There are a few possible solutions.

  1. Implement a sync npm installer / script load.
    • Requires c addon.
    • Won't work in browser.
  2. Require that all resources are explicitly defined before the application is started
    • Makes interacting with a running application difficult
    • Will require static code analysis to help users
  3. Implement a ready event for resources. No resource methods can be called before this event is fired.
    • Will break previous API slightly ( but not much )
    • Will work in browser
    • Can piggy-back off existing init event and call it a day

3 seems to be the best choice.

All resources will be npm packages. resource.use will be small wrapper for require. resource packages are always installed into the current application. deps for those resources are always stored in their own individual node_modules/ folder inside each resource.

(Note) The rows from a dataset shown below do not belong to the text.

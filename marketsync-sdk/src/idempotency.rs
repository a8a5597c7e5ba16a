//! Idempotency keys for mutating requests.
//!
//! One token is generated per logical user action and reused for every
//! candidate URL the requester tries, so the backend can deduplicate a
//! POST that reached two hosts. Tokens are UUIDv7: a millisecond timestamp
//! followed by random bits.

use serde::{Deserialize, Serialize};
use uuid::Uuid;

use crate::request::{Headers, RequestDescriptor};

/// Header carrying the idempotency key.
pub const IDEMPOTENCY_KEY_HEADER: &str = "Idempotency-Key";

/// Opaque unique token identifying one logical mutation.
#[derive(Debug, Clone, PartialEq, Eq, Hash, Serialize, Deserialize)]
#[serde(transparent)]
pub struct IdempotencyToken(String);

impl IdempotencyToken {
    pub fn generate() -> Self {
        Self(Uuid::now_v7().to_string())
    }

    pub fn as_str(&self) -> &str {
        &self.0
    }
}

impl From<String> for IdempotencyToken {
    fn from(value: String) -> Self {
        Self(value)
    }
}

impl std::fmt::Display for IdempotencyToken {
    fn fmt(&self, f: &mut std::fmt::Formatter<'_>) -> std::fmt::Result {
        f.write_str(&self.0)
    }
}

/// Attaches idempotency headers before dispatch.
pub struct IdempotencyTagger;

impl IdempotencyTagger {
    /// Build the headers to send for `descriptor`.
    ///
    /// Mutating descriptors end up with exactly one idempotency header,
    /// carrying the descriptor's own token. Read descriptors never carry one,
    /// even if a caller set it by hand.
    pub fn tag(descriptor: &RequestDescriptor) -> Headers {
        let mut headers = descriptor.headers().clone();
        headers.remove(IDEMPOTENCY_KEY_HEADER);
        if let Some(token) = descriptor.idempotency_token() {
            headers.insert(IDEMPOTENCY_KEY_HEADER, token.as_str());
        }
        headers
    }
}
//! SDK for the services marketplace backend.
//!
//! Holds the wire types shared by every screen (the response envelope,
//! payment methods, wallet and profile schemas), the pure building blocks of
//! the request layer ([`endpoint`], [`idempotency`], [`validation`]) and,
//! behind the `client` feature, the resilient HTTP requester and the typed
//! endpoint clients built on it.

pub mod cancel;
pub mod config;
pub mod endpoint;
pub mod idempotency;
pub mod objects;
pub mod request;
pub mod response;
pub mod session;
pub mod validation;

#[cfg(feature = "client")]
pub mod client;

The code would look something like:

#!/usr/bin/env node

var resource = require('resource');

var admin = resource.use('admin');

resource.use('account', { datasource: "fs"});
resource.use('creature', { datasource: "fs"});

admin.on('init', function() {
  admin.start(function (err, server) {
    var address = server.address();
    resource.logger.info('admin server started on http://' + address.address + ":" + address.port + "/admin")
    resource.logger.help('username and password are admin');
  });
});

There could also be an aggregate resource.init event which fires after all resource.use from the first event loop tick have completed.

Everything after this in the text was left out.